**TRY IT**: Keep only those lines of the records that include the string "AsRef".

**LISTED ENTRIES**:
------------------------------------

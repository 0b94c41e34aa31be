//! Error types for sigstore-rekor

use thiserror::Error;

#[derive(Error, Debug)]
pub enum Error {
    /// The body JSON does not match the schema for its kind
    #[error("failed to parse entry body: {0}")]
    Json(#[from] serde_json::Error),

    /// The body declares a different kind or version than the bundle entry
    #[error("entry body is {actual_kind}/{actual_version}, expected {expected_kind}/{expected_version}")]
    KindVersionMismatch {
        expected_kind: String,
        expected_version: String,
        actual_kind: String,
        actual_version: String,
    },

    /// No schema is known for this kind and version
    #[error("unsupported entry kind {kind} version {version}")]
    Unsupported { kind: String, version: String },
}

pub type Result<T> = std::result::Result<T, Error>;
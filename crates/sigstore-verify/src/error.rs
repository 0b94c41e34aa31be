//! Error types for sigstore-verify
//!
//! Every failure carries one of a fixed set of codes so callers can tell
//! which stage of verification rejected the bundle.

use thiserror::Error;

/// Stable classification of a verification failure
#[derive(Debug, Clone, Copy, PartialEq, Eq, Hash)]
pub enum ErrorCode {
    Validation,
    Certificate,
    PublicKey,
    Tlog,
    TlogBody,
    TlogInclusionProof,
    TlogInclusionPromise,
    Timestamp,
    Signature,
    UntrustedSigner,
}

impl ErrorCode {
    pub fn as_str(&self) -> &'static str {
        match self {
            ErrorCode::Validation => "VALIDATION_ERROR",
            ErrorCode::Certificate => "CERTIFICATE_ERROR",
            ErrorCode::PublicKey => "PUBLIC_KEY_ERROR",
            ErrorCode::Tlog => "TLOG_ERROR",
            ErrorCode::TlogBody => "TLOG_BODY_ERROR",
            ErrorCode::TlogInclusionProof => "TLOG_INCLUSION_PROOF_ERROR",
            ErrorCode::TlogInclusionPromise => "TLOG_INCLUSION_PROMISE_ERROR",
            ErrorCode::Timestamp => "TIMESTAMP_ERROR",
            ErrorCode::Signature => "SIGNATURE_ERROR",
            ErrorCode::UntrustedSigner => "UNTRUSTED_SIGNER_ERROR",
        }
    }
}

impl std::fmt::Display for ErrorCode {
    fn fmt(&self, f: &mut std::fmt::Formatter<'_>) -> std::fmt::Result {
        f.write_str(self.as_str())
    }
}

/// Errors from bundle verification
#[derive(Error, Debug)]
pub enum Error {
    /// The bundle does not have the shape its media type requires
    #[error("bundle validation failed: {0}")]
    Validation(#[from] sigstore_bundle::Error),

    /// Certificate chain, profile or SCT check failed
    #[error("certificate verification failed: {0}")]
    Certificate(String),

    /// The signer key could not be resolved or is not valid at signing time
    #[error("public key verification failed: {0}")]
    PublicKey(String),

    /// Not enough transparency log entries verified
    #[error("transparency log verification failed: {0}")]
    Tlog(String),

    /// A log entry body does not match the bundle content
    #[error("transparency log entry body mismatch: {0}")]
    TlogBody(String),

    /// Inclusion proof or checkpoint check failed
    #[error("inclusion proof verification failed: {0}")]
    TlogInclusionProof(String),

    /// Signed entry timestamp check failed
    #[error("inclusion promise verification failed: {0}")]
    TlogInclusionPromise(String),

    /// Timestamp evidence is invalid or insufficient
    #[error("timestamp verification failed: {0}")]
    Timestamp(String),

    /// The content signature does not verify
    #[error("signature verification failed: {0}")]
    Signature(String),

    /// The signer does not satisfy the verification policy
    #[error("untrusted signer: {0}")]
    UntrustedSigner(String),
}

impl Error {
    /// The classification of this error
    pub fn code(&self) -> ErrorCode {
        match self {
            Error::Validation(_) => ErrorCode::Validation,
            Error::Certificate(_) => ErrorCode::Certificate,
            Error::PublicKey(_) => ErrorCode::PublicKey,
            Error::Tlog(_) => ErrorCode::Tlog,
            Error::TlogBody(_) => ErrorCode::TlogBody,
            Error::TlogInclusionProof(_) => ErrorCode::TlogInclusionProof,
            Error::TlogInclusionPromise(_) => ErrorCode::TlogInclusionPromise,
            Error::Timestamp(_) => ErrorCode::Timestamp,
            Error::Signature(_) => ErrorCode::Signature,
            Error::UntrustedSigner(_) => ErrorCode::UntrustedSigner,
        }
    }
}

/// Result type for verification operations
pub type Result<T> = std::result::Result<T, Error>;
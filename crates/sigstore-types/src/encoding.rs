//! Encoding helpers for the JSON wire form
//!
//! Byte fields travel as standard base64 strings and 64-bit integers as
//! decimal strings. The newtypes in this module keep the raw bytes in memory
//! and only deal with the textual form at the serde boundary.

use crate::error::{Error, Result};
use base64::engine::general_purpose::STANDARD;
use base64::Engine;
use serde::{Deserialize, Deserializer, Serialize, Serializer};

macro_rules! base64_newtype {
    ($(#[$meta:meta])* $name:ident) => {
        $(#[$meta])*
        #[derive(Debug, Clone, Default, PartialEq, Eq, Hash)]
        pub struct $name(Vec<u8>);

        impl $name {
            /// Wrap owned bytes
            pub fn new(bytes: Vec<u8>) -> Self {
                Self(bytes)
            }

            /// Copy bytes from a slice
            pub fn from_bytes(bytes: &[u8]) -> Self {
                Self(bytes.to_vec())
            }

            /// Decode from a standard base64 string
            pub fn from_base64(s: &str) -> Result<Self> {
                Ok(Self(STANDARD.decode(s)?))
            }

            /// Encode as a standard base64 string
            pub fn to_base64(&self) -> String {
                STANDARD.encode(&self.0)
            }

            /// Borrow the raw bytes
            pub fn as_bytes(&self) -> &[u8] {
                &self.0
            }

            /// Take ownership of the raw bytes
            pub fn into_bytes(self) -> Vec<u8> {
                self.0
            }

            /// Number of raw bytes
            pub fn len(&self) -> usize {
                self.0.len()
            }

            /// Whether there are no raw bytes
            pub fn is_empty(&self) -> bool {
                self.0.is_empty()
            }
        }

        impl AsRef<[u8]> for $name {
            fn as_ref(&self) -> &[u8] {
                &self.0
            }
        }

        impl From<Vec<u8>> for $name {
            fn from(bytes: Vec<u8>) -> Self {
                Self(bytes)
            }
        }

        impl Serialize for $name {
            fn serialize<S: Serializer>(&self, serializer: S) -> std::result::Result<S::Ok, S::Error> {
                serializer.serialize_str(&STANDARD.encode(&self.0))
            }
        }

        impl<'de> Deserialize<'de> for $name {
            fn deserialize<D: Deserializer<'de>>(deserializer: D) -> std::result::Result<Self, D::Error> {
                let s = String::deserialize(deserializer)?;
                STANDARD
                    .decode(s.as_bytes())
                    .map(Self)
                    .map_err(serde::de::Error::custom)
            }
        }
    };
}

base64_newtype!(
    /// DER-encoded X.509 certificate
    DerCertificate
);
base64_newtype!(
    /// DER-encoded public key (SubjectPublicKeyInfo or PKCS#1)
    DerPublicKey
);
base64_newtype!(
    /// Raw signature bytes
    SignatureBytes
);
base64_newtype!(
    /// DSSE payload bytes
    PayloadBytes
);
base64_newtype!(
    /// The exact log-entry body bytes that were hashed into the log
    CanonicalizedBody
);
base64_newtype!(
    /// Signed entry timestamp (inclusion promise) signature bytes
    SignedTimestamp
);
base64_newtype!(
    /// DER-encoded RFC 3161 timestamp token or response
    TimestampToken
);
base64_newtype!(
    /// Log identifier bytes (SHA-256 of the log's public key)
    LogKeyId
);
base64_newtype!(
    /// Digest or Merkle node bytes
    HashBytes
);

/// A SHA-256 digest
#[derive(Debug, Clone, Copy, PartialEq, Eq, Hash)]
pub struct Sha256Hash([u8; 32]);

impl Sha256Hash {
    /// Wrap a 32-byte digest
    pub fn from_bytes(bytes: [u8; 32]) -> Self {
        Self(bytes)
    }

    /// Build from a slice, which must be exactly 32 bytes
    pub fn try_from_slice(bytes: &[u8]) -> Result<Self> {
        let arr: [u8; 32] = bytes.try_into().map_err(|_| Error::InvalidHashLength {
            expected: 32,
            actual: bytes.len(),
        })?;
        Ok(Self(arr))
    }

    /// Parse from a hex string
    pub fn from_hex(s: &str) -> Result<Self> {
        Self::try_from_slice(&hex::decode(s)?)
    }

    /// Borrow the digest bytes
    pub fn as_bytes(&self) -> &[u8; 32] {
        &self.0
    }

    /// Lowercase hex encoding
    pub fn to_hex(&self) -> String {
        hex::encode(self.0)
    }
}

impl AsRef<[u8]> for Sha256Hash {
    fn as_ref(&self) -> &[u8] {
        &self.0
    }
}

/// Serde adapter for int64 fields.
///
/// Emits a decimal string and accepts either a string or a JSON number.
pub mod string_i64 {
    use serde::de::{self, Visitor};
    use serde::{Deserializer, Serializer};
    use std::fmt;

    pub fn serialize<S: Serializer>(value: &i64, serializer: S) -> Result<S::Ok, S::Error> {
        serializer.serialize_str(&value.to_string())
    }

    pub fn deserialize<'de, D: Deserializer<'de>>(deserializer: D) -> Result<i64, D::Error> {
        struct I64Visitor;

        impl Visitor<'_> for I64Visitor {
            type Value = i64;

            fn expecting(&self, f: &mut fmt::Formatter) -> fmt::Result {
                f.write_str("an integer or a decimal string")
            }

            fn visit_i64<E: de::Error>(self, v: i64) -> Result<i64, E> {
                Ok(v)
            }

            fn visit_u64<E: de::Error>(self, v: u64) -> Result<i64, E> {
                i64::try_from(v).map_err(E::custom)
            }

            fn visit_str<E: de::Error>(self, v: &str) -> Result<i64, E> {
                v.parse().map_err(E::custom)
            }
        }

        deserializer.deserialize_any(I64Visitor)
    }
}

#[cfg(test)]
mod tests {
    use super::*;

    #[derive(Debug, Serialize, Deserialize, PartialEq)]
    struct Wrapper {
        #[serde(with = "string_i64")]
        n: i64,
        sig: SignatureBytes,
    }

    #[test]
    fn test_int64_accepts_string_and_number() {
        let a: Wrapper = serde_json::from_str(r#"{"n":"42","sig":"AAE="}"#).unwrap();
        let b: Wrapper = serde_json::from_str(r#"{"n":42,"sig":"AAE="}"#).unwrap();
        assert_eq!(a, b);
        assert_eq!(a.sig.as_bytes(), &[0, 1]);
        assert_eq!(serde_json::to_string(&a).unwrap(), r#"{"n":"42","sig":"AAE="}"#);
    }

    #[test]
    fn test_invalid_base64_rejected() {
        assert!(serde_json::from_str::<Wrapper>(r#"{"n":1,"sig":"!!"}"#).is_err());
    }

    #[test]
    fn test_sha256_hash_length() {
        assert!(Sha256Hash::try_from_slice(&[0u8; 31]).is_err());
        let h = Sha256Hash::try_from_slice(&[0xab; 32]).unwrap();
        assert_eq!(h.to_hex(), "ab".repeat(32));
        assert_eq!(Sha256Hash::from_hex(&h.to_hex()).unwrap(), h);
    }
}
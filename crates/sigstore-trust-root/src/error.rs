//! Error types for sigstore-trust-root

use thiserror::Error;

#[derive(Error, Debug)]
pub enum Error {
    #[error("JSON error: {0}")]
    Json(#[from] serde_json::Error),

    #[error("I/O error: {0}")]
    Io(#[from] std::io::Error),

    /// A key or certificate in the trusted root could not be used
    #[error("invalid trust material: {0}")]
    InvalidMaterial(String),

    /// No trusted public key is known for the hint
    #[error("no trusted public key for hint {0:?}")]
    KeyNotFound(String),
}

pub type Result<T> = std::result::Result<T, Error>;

------------------------------------

**RESPONSE TO THIS EXERCISE**:
        impl AsRef<[u8]> for $name {
impl AsRef<[u8]> for Sha256Hash {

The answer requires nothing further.